■ Assigned task: Set down word for word the lines that begin the entries and run through the line containing "pipeline on a". Give nothing further.

■ Records supplied:
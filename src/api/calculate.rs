//! `POST|GET /api/v1/calculate-locate` (§4.10, §6.1): validate → dispatch to
//! the rate and fee engines → shape the response → enqueue an audit record.
//! Idempotency-Key support (§8) short-circuits the whole pipeline on a
//! within-TTL replay so a retried POST never produces a second audit record.

use std::collections::HashMap;
use std::sync::Arc;

use axum::extract::{Extension, Query, State};
use axum::http::HeaderMap;
use axum::Json;
use uuid::Uuid;

use crate::api::dto::{CalculateRequest, CalculateResponse};
use crate::auth::AuthContext;
use crate::cache::{key, Namespace};
use crate::engine::fee::calculate_fee;
use crate::error::{ApiError, ApiResult};
use crate::models::AuditRecord;
use crate::repository::RepositoryError;
use crate::state::AppState;
use crate::validation::{validate, LocateRequestFields};

pub async fn calculate_post(
    State(state): State<Arc<AppState>>,
    Extension(auth): Extension<AuthContext>,
    headers: HeaderMap,
    Json(req): Json<CalculateRequest>,
) -> ApiResult<Json<CalculateResponse>> {
    handle(state, auth, headers, req).await
}

pub async fn calculate_get(
    State(state): State<Arc<AppState>>,
    Extension(auth): Extension<AuthContext>,
    headers: HeaderMap,
    Query(req): Query<CalculateRequest>,
) -> ApiResult<Json<CalculateResponse>> {
    handle(state, auth, headers, req).await
}

async fn handle(
    state: Arc<AppState>,
    auth: AuthContext,
    headers: HeaderMap,
    req: CalculateRequest,
) -> ApiResult<Json<CalculateResponse>> {
    let deadline = state.config.request_deadline;
    match tokio::time::timeout(deadline, run(&state, &auth, &headers, req)).await {
        Ok(result) => result.map(Json),
        Err(_elapsed) => Err(ApiError::ExternalApiUnavailable {
            message: "request deadline exceeded".to_string(),
        }),
    }
}

async fn run(
    state: &Arc<AppState>,
    auth: &AuthContext,
    headers: &HeaderMap,
    req: CalculateRequest,
) -> ApiResult<CalculateResponse> {
    let fields = LocateRequestFields {
        ticker: &req.ticker,
        position_value: req.position_value,
        loan_days: req.loan_days,
        client_id: &req.client_id,
    };
    let ticker = validate(&fields)?;

    let idempotency_key = headers
        .get("Idempotency-Key")
        .and_then(|v| v.to_str().ok())
        .map(str::to_string);

    let broker = state.repo.get_broker(&auth.client_id).await.map_err(|e| match e {
        RepositoryError::NotFound => ApiError::ClientNotFound { client_id: auth.client_id.clone() },
        RepositoryError::Storage(message) => ApiError::ExternalApiUnavailable { message },
    })?;

    // An explicit Idempotency-Key pins the cache entry to that header so a
    // retried POST always replays, even if the client sent different
    // numbers the second time. Without one, the request's own shape is the
    // key, so back-to-back identical calls still share a cache hit.
    let cache_key = match &idempotency_key {
        Some(idem) => format!("{}:idem:{}", auth.client_id, idem),
        None => format!(
            "{}:{}",
            auth.client_id,
            key::locate_fee_key(
                &ticker,
                req.position_value,
                req.loan_days,
                broker.markup_percentage,
                &format!("{:?}", broker.transaction_fee_type),
                broker.transaction_amount,
            )
        ),
    };

    if let Some(cached) = state.cache.peek::<CalculateResponse>(Namespace::LocateFee, &cache_key).await {
        return Ok(cached.value);
    }

    let adjusted = state.rate_engine.adjusted_rate(&ticker).await?;
    let fee = calculate_fee(req.position_value, req.loan_days, adjusted.rate, &broker)?;
    let response = CalculateResponse::new(&fee, adjusted.rate);

    state
        .cache
        .put(
            Namespace::LocateFee,
            &cache_key,
            response.clone(),
            state.config.cache_ttls.locate_fee_l2,
            state.config.cache_ttls.locate_fee_l2,
        )
        .await;

    let mut breakdown = HashMap::new();
    breakdown.insert("borrow_cost".to_string(), fee.borrow_cost);
    breakdown.insert("markup".to_string(), fee.markup);
    breakdown.insert("transaction_fees".to_string(), fee.transaction_fees);

    let record = AuditRecord {
        audit_id: Uuid::new_v4(),
        timestamp: state.clock.now(),
        client_id: auth.client_id.clone(),
        ticker: ticker.clone(),
        position_value: req.position_value,
        loan_days: req.loan_days,
        borrow_rate_used: adjusted.rate,
        total_fee: fee.total_fee,
        data_sources: adjusted.data_sources(),
        breakdown,
    };
    state.audit.enqueue(record).await;

    Ok(response)
}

■ Response area:
filename src/api/calculate.rs
//! `POST|GET /api/v1/calculate-locate` (§4.10, §6.1): validate → dispatch to
//! the rate and fee engines → shape the response → enqueue an audit record.
//! Idempotency-Key support (§8) short-circuits the whole pipeline on a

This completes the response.